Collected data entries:
————

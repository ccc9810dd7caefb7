use std::borrow::Cow;

use super::{collect_rows, field, ParseError, ParsedReport, ReportFormat};

/// Number of fields in a conversation row once decoration is stripped.
pub const CONVERSATION_ARITY: usize = 10;

/// One bidirectional flow from a `tshark -z conv,<proto>` report.
///
/// Byte columns are kilobytes: the default format strips `kB`, and other
/// byte units listed as strip tokens are rescaled to kB.
#[derive(Debug, Clone, PartialEq)]
pub struct ConversationRow {
    pub address_a: String,
    pub address_b: String,
    pub frames_a_to_b: u64,
    pub bytes_a_to_b: f64,
    pub frames_b_to_a: u64,
    pub bytes_b_to_a: f64,
    pub total_frames: u64,
    pub total_bytes: f64,
    pub start: f64,
    pub duration: f64,
}

/// Parse the lines of a conversation report into rows, in input order.
///
/// Header and footer lines are filtered by `format`. A surviving line with
/// other than ten tokens, or with a non-numeric counter, is skipped and
/// reported in `skipped`. An empty result is not an error: the table is
/// still written with its header.
pub fn parse_conversation_report<'a, I>(lines: I, format: &ReportFormat) -> ParsedReport<ConversationRow>
where
    I: IntoIterator<Item = &'a str>,
{
    collect_rows(lines, format, "conversations", parse_line)
}

fn parse_line(line: usize, tokens: Vec<Cow<'_, str>>) -> Result<ConversationRow, ParseError> {
    let [address_a, address_b, frames_ab, bytes_ab, frames_ba, bytes_ba, frames, bytes, start, duration] =
        &tokens[..]
    else {
        return Err(ParseError::MalformedRow {
            line,
            expected: CONVERSATION_ARITY,
            found: tokens.len(),
        });
    };

    Ok(ConversationRow {
        address_a: address_a.to_string(),
        address_b: address_b.to_string(),
        frames_a_to_b: field(line, "Frames-A_B", frames_ab)?,
        bytes_a_to_b: field(line, "Bytes-A_B", bytes_ab)?,
        frames_b_to_a: field(line, "Frames-B_A", frames_ba)?,
        bytes_b_to_a: field(line, "Bytes-B_A", bytes_ba)?,
        total_frames: field(line, "Total_Frames", frames)?,
        total_bytes: field(line, "Total_Bytes", bytes)?,
        start: field(line, "Start", start)?,
        duration: field(line, "Duration", duration)?,
    })
}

————

Exercise details: Answer with one number only: how many lines in the data contain the word "ParsedReport"?

Result of the exercise: 2